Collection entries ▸

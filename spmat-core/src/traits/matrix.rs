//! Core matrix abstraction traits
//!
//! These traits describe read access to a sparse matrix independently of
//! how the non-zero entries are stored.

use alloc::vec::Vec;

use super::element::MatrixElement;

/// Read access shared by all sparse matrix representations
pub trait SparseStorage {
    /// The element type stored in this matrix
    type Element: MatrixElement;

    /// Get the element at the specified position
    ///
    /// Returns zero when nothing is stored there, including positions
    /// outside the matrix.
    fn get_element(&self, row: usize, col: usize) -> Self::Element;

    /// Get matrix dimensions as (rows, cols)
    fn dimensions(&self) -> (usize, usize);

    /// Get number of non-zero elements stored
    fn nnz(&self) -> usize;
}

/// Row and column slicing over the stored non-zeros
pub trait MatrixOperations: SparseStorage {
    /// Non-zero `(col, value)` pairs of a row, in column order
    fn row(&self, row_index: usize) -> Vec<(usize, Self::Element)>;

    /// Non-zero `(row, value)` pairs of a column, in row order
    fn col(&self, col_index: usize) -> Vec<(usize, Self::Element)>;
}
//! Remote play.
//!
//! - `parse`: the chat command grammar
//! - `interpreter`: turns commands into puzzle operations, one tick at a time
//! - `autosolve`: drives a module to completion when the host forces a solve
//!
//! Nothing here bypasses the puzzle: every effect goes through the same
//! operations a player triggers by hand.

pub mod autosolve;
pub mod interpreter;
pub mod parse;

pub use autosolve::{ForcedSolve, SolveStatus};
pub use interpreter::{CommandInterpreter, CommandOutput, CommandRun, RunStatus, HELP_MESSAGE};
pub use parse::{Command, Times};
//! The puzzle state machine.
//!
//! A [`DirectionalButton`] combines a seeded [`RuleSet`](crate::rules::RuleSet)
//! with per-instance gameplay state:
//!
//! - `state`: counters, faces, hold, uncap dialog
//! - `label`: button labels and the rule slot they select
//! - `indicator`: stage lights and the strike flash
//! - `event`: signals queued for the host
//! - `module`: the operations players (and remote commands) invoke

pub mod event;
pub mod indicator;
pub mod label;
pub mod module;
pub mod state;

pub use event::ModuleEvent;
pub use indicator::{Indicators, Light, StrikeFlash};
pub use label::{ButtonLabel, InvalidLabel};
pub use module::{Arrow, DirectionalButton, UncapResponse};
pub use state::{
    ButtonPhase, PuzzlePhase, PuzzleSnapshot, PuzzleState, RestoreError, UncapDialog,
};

Instructions for the task ▸ Go through the data above and transcribe every entry exactly.

Answer section ▸
filename spmat-core/src/traits/matrix.rs
//! Core matrix abstraction traits
//!
//! These traits describe read access to a sparse matrix independently of
//! how the non-zero entries are stored.

use alloc::vec::Vec;

use super::element::MatrixElement;

/// Read access shared by all sparse matrix representations
pub trait SparseStorage {
    /// The element type stored in this matrix
    type Element: MatrixElement;

    /// Get the element at the specified position
    ///
    /// Returns zero when nothing is stored there, including positions
    /// outside the matrix.
    fn get_element(&self, row: usize, col: usize) -> Self::Element;

    /// Get matrix dimensions as (rows, cols)
    fn dimensions(&self) -> (usize, usize);

    /// Get number of non-zero elements stored
    fn nnz(&self) -> usize;
}

/// Row and column slicing over the stored non-zeros
pub trait MatrixOperations: SparseStorage {
    /// Non-zero `(col, value)` pairs of a row, in column order
    fn row(&self, row_index: usize) -> Vec<(usize, Self::Element)>;

    /// Non-zero `(row, value)` pairs of a column, in row order
    fn col(&self, col_index: usize) -> Vec<(usize, Self::Element)>;
}
//! Remote play.
//!
//! - `parse`: the chat command grammar
//! - `interpreter`: turns commands into puzzle operations, one tick at a time
//! - `autosolve`: drives a module to completion when the host forces a solve
//!
//! Nothing here bypasses the puzzle: every effect goes through the same
//! operations a player triggers by hand.

pub mod autosolve;
pub mod interpreter;
pub mod parse;

pub use autosolve::{ForcedSolve, SolveStatus};
pub use interpreter::{CommandInterpreter, CommandOutput, CommandRun, RunStatus, HELP_MESSAGE};
pub use parse::{Command, Times};
//! The puzzle state machine.
//!
//! A [`DirectionalButton`] combines a seeded [`RuleSet`](crate::rules::RuleSet)
//! with per-instance gameplay state:
//!
//! - `state`: counters, faces, hold, uncap dialog
//! - `label`: button labels and the rule slot they select
//! - `indicator`: stage lights and the strike flash
//! - `event`: signals queued for the host
//! - `module`: the operations players (and remote commands) invoke

pub mod event;
pub mod indicator;
pub mod label;
pub mod module;
pub mod state;

pub use event::ModuleEvent;
pub use indicator::{Indicators, Light, StrikeFlash};
pub use label::{ButtonLabel, InvalidLabel};
pub use module::{Arrow, DirectionalButton, UncapResponse};
pub use state::{
    ButtonPhase, PuzzlePhase, PuzzleSnapshot, PuzzleState, RestoreError, UncapDialog,
};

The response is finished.